* [THE TASK]
Look below for the line holding "self.start_symbol" and the line holding "a production for". Transcribe exactly those lines and all lines between them, nothing more.

* [RECORDS SHOWN]

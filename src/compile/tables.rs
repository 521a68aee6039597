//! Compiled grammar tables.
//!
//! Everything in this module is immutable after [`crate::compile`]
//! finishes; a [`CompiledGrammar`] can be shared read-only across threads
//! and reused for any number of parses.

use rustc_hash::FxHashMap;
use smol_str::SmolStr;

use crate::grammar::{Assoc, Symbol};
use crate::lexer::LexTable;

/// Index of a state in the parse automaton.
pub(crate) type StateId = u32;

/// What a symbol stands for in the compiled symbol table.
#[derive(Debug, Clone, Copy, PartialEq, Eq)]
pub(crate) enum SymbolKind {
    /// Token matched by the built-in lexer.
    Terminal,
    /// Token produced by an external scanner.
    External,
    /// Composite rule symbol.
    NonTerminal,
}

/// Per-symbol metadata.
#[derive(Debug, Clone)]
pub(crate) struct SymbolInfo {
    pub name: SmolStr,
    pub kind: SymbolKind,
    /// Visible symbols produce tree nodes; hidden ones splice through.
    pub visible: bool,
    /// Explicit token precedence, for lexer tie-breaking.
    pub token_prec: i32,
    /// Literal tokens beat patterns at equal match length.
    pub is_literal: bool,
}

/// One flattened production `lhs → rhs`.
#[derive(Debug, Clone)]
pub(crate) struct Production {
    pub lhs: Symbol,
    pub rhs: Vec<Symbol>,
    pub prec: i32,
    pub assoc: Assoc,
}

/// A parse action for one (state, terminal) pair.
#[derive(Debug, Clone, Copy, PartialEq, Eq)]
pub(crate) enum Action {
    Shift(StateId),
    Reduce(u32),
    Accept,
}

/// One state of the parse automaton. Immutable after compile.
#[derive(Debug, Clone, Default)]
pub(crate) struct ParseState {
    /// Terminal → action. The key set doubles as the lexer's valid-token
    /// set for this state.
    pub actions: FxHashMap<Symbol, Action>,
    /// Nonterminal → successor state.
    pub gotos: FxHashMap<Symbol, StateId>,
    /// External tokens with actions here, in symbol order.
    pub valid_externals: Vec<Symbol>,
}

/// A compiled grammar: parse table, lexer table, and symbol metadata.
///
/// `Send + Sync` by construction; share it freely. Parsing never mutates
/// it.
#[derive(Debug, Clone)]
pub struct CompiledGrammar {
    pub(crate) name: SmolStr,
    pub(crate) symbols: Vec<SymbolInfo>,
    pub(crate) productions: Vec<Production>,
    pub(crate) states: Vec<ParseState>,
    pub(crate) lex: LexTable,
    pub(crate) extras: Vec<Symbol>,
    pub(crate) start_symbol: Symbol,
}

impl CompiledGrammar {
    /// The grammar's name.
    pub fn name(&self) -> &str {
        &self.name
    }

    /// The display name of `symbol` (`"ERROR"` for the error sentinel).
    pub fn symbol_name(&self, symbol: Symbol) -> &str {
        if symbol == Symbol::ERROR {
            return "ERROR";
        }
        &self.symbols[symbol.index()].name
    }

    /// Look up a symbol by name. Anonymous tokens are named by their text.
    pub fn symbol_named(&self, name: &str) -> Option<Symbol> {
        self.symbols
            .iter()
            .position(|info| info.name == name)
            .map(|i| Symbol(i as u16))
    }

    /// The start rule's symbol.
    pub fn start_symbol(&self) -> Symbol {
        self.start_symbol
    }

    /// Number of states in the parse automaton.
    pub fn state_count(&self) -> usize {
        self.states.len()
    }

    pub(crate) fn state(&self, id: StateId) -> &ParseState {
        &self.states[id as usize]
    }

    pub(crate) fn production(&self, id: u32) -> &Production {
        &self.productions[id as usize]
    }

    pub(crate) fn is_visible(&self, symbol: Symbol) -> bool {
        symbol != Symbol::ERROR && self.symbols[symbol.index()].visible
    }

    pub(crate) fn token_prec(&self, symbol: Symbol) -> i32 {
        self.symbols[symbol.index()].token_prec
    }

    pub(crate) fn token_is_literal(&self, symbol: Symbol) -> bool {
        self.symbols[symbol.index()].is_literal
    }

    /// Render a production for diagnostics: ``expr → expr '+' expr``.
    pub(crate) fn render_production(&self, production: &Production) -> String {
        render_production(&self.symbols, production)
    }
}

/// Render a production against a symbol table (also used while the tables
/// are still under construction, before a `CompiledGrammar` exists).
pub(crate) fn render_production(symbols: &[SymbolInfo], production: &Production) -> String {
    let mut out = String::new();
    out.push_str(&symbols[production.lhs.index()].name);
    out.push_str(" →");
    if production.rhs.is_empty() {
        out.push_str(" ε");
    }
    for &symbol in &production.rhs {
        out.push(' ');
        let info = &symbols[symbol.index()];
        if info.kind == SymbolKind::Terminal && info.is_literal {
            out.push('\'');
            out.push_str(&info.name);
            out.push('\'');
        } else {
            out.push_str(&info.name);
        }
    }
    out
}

* [RESULT OF THIS TASK]
        self.start_symbol
    }

    /// Number of states in the parse automaton.
    pub fn state_count(&self) -> usize {
        self.states.len()
    }

    pub(crate) fn state(&self, id: StateId) -> &ParseState {
        &self.states[id as usize]
    }

    pub(crate) fn production(&self, id: u32) -> &Production {
        &self.productions[id as usize]
    }

    pub(crate) fn is_visible(&self, symbol: Symbol) -> bool {
        symbol != Symbol::ERROR && self.symbols[symbol.index()].visible
    }

    pub(crate) fn token_prec(&self, symbol: Symbol) -> i32 {
        self.symbols[symbol.index()].token_prec
    }

    pub(crate) fn token_is_literal(&self, symbol: Symbol) -> bool {
        self.symbols[symbol.index()].is_literal
    }

    /// Render a production for diagnostics: ``expr → expr '+' expr``.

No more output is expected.